» **Assignment**
Repeat precisely the span of lines below that opens with the line containing "(négatif = à gauche)." and closes with the line containing "nombre de termes.", both included.

=== Records for the exercise ===

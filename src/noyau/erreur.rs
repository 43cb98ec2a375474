// src/noyau/erreur.rs
//
// Taxonomie d'erreurs fermée du noyau.
//
// Politique de propagation :
// - les limites de TAILLE (rationnel trop gros, pas de racine exacte) ne sont
//   PAS des erreurs : elles se propagent en Option::None et le caller retombe
//   sur l'évaluation numérique ;
// - les échecs DURS (domaine, division par zéro, annulation, débordement de
//   précision) sont des `Erreur` et remontent par `?`, jamais avalés.

use thiserror::Error;

#[derive(Debug, Clone, PartialEq, Eq, Error)]
pub enum Erreur {
    /// Une demande de précision interne a dépassé la marge de sécurité
    /// (~28 bits de tête sur un i32). Signe quasi certain d'un calcul
    /// divergent, ex: division par un zéro non reconnu.
    #[error("débordement de précision")]
    DebordementPrecision,

    /// Annulation coopérative observée en cours de calcul.
    #[error("calcul annulé")]
    Annule,

    /// Entrée mathématiquement indéfinie (ln d'un négatif, asin hors [-1,1],
    /// tan(π/2), factorielle non entière…).
    #[error("hors domaine : {0}")]
    Domaine(&'static str),

    /// Division par un opérande connu exactement nul.
    #[error("division par zéro")]
    DivisionParZero,

    /// 0^0 dont la nullité de la base a dû être résolue par évaluation.
    #[error("0^0")]
    ZeroPuissanceZero,

    /// Résultat impraticable (exponentiation ou factorielle astronomique).
    #[error("résultat trop grand : {0}")]
    TropGrand(&'static str),
}

pub type Resultat<T> = Result<T, Erreur>;

/// Précision en bits à droite du point binaire (négatif = à gauche).
pub type Precision = i32;

/// Vérifie qu'une précision reste à un facteur 8 du débordement i32.
/// On fait ce contrôle tôt, puis on se convainc que l'arithmétique de
/// précisions à l'intérieur d'une fonction ne peut plus déborder.
pub fn verifier_prec(p: Precision) -> Resultat<()> {
    // si p est loin du débordement, les 4 bits hauts sont identiques
    let haut = p >> 28;
    let haut_decale = p >> 29;
    if haut ^ haut_decale != 0 {
        Err(Erreur::DebordementPrecision)
    } else {
        Ok(())
    }
}

/// Plafond de log2(|n|+1). Utilisé pour borner l'erreur cumulée d'une série
/// en fonction du nombre de termes.
pub(crate) fn borne_log2(n: i32) -> i32 {
    let x = u64::from((n as i64).unsigned_abs() as u32) + 1;
    (64 - (x - 1).leading_zeros()) as i32
}

#[cfg(test)]
mod tests {
    use super::*;

    #[test]
    fn verifier_prec_bornes() {
        assert!(verifier_prec(0).is_ok());
        assert!(verifier_prec(-100_000).is_ok());
        assert!(verifier_prec(100_000).is_ok());
        assert!(verifier_prec(i32::MAX).is_err());
        assert!(verifier_prec(i32::MIN).is_err());
        assert!(verifier_prec(1 << 28).is_err());
    }

    #[test]
    fn borne_log2_petits() {
        assert_eq!(borne_log2(0), 0);
        assert_eq!(borne_log2(1), 1);
        assert_eq!(borne_log2(3), 2);
        assert_eq!(borne_log2(-3), 2);
        assert_eq!(borne_log2(4), 3); // plafond(log2(5))
    }
}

===

» **Reply**
/// Précision en bits à droite du point binaire (négatif = à gauche).
pub type Precision = i32;

/// Vérifie qu'une précision reste à un facteur 8 du débordement i32.
/// On fait ce contrôle tôt, puis on se convainc que l'arithmétique de
/// précisions à l'intérieur d'une fonction ne peut plus déborder.
pub fn verifier_prec(p: Precision) -> Resultat<()> {
    // si p est loin du débordement, les 4 bits hauts sont identiques
    let haut = p >> 28;
    let haut_decale = p >> 29;
    if haut ^ haut_decale != 0 {
        Err(Erreur::DebordementPrecision)
    } else {
        Ok(())
    }
}

/// Plafond de log2(|n|+1). Utilisé pour borner l'erreur cumulée d'une série
/// en fonction du nombre de termes.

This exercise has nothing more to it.